Он разочарованно выдыхает и послушно кладёт голову обратно. Неужели смирился? Понял, что заслужил? Я снова опускаю руку и с удивлением слышу едва уловимое: «Один», проговоренное куда-то в складки одеяла.


Остальные три он тоже отсчитывает, но, кажется, больше для себя, чем для меня. Я откладываю паддл в сторону и принимаюсь гладить разгорячённые ягодицы. Сева тоже пытается, но я убираю его руки, и он больше не лезет.


— Прекрасный вид, — усмехаюсь я, на что он недовольно мычит. — Ты какой-то тихий.


— Мне больно.


— В прошлый раз ты орал и плакал.


— Потому что ты хотел всыпать мне ремня за двойку по грамматике.


— Во-первых, я тебе всё подробно объяснил, ты сам согласился. Во-вторых, не за двойку, а за то, что ты обманывал меня, рассказывая сказки про то, что готовишься.


— Я что, виноват, что для тебя моя домашка важнее секса?


На лёгкий шлепок он реагирует чересчур драматично — хватается за задницу, накрывая мою руку своей и оборачивается, прожигая меня взглядом.


— Что? — издеваюсь, но ничего не могу поделать. Уже давно простил его и сейчас хочу только жалеть и добродушно насмехаться.


— Всё, отпусти меня, — всё-таки освобождается и становится сначала на четвереньки, а потом на колени, чтобы подтянуть штаны. Сильно жмурится при этом и тихо шипит. Драматизирует. — Я не люблю на животе спать.


— Кто ж виноват?


Он не отвечает. Чересчур несчастно укладывается поверх одеяла на мою сторону кровати и вытягивает руки по швам, облегчённо выдыхая. Я усмехаюсь и ложусь рядом, запуская пальцы в его волосы.

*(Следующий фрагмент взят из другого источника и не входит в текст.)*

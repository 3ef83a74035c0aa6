use std::collections::HashSet;

/// Column data type
#[derive(Debug, Clone, Copy, PartialEq)]
pub enum ColumnType {
    Integer,
    Text,
}

/// Column definition
#[derive(Debug, Clone)]
pub struct Column {
    pub name: &'static str,
    pub col_type: ColumnType,
    pub nullable: bool,
}

impl Column {
    /// Create an optional (nullable) column
    pub const fn new(name: &'static str, col_type: ColumnType) -> Self {
        Self {
            name,
            col_type,
            nullable: true,
        }
    }

    /// Create a required (non-nullable) column
    pub const fn required(name: &'static str, col_type: ColumnType) -> Self {
        Self {
            name,
            col_type,
            nullable: false,
        }
    }
}

/// Foreign key reference
#[derive(Debug, Clone)]
pub struct ForeignKey {
    pub column: &'static str,
    pub references_table: &'static str,
    pub references_column: &'static str,
}

impl ForeignKey {
    pub const fn new(column: &'static str, references_table: &'static str) -> Self {
        Self {
            column,
            references_table,
            references_column: "id",
        }
    }
}

/// Unique index definition; these back the duplicate-ignoring inserts.
/// Targets may be plain column names or expressions (SQLite expression
/// indexes), so identity rules can normalize NULLs.
#[derive(Debug, Clone)]
pub struct Index {
    /// Suffix of the generated index name, `idx_{table}_{suffix}`
    pub suffix: &'static str,
    pub targets: &'static [&'static str],
}

impl Index {
    pub const fn unique(suffix: &'static str, targets: &'static [&'static str]) -> Self {
        Self { suffix, targets }
    }
}

/// Table schema definition
#[derive(Debug, Clone)]
pub struct TableSchema {
    pub name: &'static str,
    pub columns: &'static [Column],
    pub foreign_keys: &'static [ForeignKey],
    pub indexes: &'static [Index],
}

impl TableSchema {
    /// Get all tables this table depends on (FK parents)
    pub fn dependencies(&self) -> HashSet<&'static str> {
        self.foreign_keys
            .iter()
            .map(|fk| fk.references_table)
            .collect()
    }
}
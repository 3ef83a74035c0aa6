pub mod cache;
pub mod client;

pub use cache::CacheManager;
pub use client::{FeedClient, FEED_URL};

use anyhow::Result;
use serde_json::Value;
use std::fs;
use std::path::{Path, PathBuf};

use crate::error::LoadError;
use crate::ui::{Phase, Ui};

/// Download the feed into the cache unless a copy is already present.
/// Returns the path of the cached document.
pub fn ensure_feed_cached(
    custom_dir: Option<PathBuf>,
    force: bool,
    ui: &mut impl Ui,
) -> Result<PathBuf> {
    ui.set_phase(Phase::Checking);
    let cache = CacheManager::new(custom_dir)?;
    let path = cache.feed_path();

    if cache.is_cached() && !force {
        ui.log(format!("Using cached feed at {:?}", path));
        return Ok(path);
    }

    ui.set_phase(Phase::Downloading);
    let client = FeedClient::new()?;
    client.download_to(&path, ui)?;
    ui.log(format!("Fetched {} to {:?}", FEED_URL, path));

    Ok(path)
}

/// Read and parse a previously fetched feed file.
pub fn read_feed_file(path: &Path) -> Result<Value, LoadError> {
    let text = fs::read_to_string(path).map_err(LoadError::unavailable)?;
    serde_json::from_str(&text).map_err(LoadError::unavailable)
}
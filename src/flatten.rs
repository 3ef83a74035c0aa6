//! Flattens the nested feed document into one denormalized record per
//! (prize, laureate) pair, ready for entity resolution.
//!
//! Every leaf scalar in the feed arrives as a string or is absent, so all
//! numeric parsing happens here. A field that is not a plain run of decimal
//! digits becomes absent, never zero and never an error.

use serde_json::Value;

use crate::error::LoadError;

/// Longest motivation text kept on a record; matches the award table bound.
pub const MOTIVATION_MAX_CHARS: usize = 500;

/// One row per laureate of a prize, or a single prize-only row (all
/// recipient fields absent) when a prize lists no laureates.
#[derive(Debug, Clone, PartialEq, Eq)]
pub struct IngestionRecord {
    pub year: Option<i64>,
    pub category: Option<String>,
    /// The feed's own laureate identifier. Gates whether this record carries
    /// a recipient at all; recipient identity is the name pair, see
    /// [`name_key`](Self::name_key).
    pub recipient_key: Option<String>,
    pub first_name: Option<String>,
    pub last_name: Option<String>,
    pub motivation: Option<String>,
    pub share: Option<i64>,
}

impl IngestionRecord {
    /// Whether the feed listed a laureate on this row.
    pub fn has_recipient(&self) -> bool {
        self.recipient_key.is_some()
    }

    /// Identity key for the recipient table: the name pair as observed.
    pub fn name_key(&self) -> (Option<String>, Option<String>) {
        (self.first_name.clone(), self.last_name.clone())
    }
}

/// Walk the parsed feed document and produce the flat record sequence,
/// order-preserving, in one pass.
pub fn flatten_feed(doc: &Value) -> Result<Vec<IngestionRecord>, LoadError> {
    let prizes = doc
        .get("prizes")
        .and_then(Value::as_array)
        .ok_or(LoadError::MalformedFeed)?;

    let mut records = Vec::with_capacity(prizes.len());

    for prize in prizes {
        let year = digits_only(prize.get("year"));
        let category = text(prize.get("category"));
        let laureates = prize.get("laureates").and_then(Value::as_array);

        match laureates {
            Some(laureates) if !laureates.is_empty() => {
                for laureate in laureates {
                    records.push(IngestionRecord {
                        year,
                        category: category.clone(),
                        recipient_key: text(laureate.get("id")),
                        first_name: text(laureate.get("firstname")),
                        last_name: text(laureate.get("surname")),
                        motivation: text(laureate.get("motivation"))
                            .map(|m| clip(m, MOTIVATION_MAX_CHARS)),
                        share: digits_only(laureate.get("share")),
                    });
                }
            }
            // Prizes with no laureates still produce one prize-only record
            _ => records.push(IngestionRecord {
                year,
                category,
                recipient_key: None,
                first_name: None,
                last_name: None,
                motivation: None,
                share: None,
            }),
        }
    }

    Ok(records)
}

/// Parse a scalar only if it is a string made entirely of decimal digits
fn digits_only(value: Option<&Value>) -> Option<i64> {
    let s = value?.as_str()?;
    if s.is_empty() || !s.bytes().all(|b| b.is_ascii_digit()) {
        return None;
    }
    s.parse().ok()
}

fn text(value: Option<&Value>) -> Option<String> {
    value?.as_str().map(str::to_string)
}

/// Truncate to at most `max_chars` characters, char-boundary safe
fn clip(mut s: String, max_chars: usize) -> String {
    if let Some((idx, _)) = s.char_indices().nth(max_chars) {
        s.truncate(idx);
    }
    s
}
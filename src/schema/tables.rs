//! Table definitions for the normalized prize schema.
//!
//! Surrogate ids are SQLite rowid aliases, assigned on insert. The unique
//! indexes carry the identity rules: category by name, recipient by the
//! observed name pair, prize by (year, category).

use super::types::*;

pub static CATEGORY: TableSchema = TableSchema {
    name: "category",
    columns: &[
        Column::required("id", ColumnType::Integer),
        Column::required("name", ColumnType::Text),
    ],
    foreign_keys: &[],
    indexes: &[Index::unique("name", &["name"])],
};

// The unique index normalizes absent name components through ifnull:
// SQLite treats NULLs as distinct in unique indexes, and organization
// laureates routinely carry no surname, so a plain column index would let
// a re-run re-insert the same name pair.
pub static RECIPIENT: TableSchema = TableSchema {
    name: "recipient",
    columns: &[
        Column::required("id", ColumnType::Integer),
        Column::new("first_name", ColumnType::Text),
        Column::new("last_name", ColumnType::Text),
    ],
    foreign_keys: &[],
    indexes: &[Index::unique(
        "name_pair",
        &["ifnull(first_name, '')", "ifnull(last_name, '')"],
    )],
};

pub static PRIZE: TableSchema = TableSchema {
    name: "prize",
    columns: &[
        Column::required("id", ColumnType::Integer),
        Column::new("year", ColumnType::Integer),
        Column::new("category_id", ColumnType::Integer),
    ],
    foreign_keys: &[ForeignKey::new("category_id", "category")],
    indexes: &[Index::unique("year_category", &["year", "category_id"])],
};

// No unique index: a re-run without a prior schema drop may duplicate
// awards, which the duplicate-tolerant load accepts.
pub static AWARD: TableSchema = TableSchema {
    name: "award",
    columns: &[
        Column::required("id", ColumnType::Integer),
        Column::new("motivation", ColumnType::Text),
        Column::new("share", ColumnType::Integer),
        Column::new("prize_id", ColumnType::Integer),
        Column::new("recipient_id", ColumnType::Integer),
    ],
    foreign_keys: &[
        ForeignKey::new("prize_id", "prize"),
        ForeignKey::new("recipient_id", "recipient"),
    ],
    indexes: &[],
};

/// All tables in dependency order (FK parents before children)
pub static ALL_TABLES: &[&TableSchema] = &[&CATEGORY, &RECIPIENT, &PRIZE, &AWARD];

/// Table names in dependency order
pub fn table_names() -> Vec<&'static str> {
    ALL_TABLES.iter().map(|t| t.name).collect()
}

pub fn get_table(name: &str) -> Option<&'static TableSchema> {
    ALL_TABLES.iter().find(|t| t.name == name).copied()
}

— Ты меня простил? — снова становится серьёзным, поворачивает голову и смотрит с надеждой.


— Конечно.


— Точно?


— Недостаточно ощущается?


— Иди ты.


Я улыбаюсь, а он фыркает, хочет сдуть упавшую на глаза прядку. Поправляю её и смотрю на него, пытаясь понять, не обижается ли теперь он. Вроде хорошо всё воспринял, сам попросил и не стал возмущаться. Не плакал, да и старые раны его не тревожили. По крайней мере, внешне он этого не показывал.


— Всё хорошо? — всё же спрашиваю, чтобы не оставлять недомолвок. Он кивает и прикрывает глаза. — Точно?


— Повторения я не хочу. Пока.


Я удивлённо приподнимаю брови, но он даже не открывает глаза. Я не ослышался? Или он издевается?


— Пока?


Он приоткрывает один глаз и смотрит на меня со шкодливой улыбкой. Что это с ним?


— Ты сейчас слишком довольный, и мне... мне нравится, как ты это делаешь, — признаётся явно нехотя и заливается краской. — Нежно.


— Нежно?


— Агх, не спрашивай!


Утыкается носом в подушку, а я тихо смеюсь.


— Тогда как-нибудь повторим, — заявляю уверенно я, а он только притворно страдальчески мычит. Мало я всё-таки ему всыпал, но да ладно, так даже лучше. — Ещё несколько экзаменов впереди, лучше бы тебе постараться.


Он снова мычит, и я целую его в макушку. Лежим ещё немного неподвижно, но потом всё-таки меняемся местами и выключаем свет. Наконец-то засыпаем.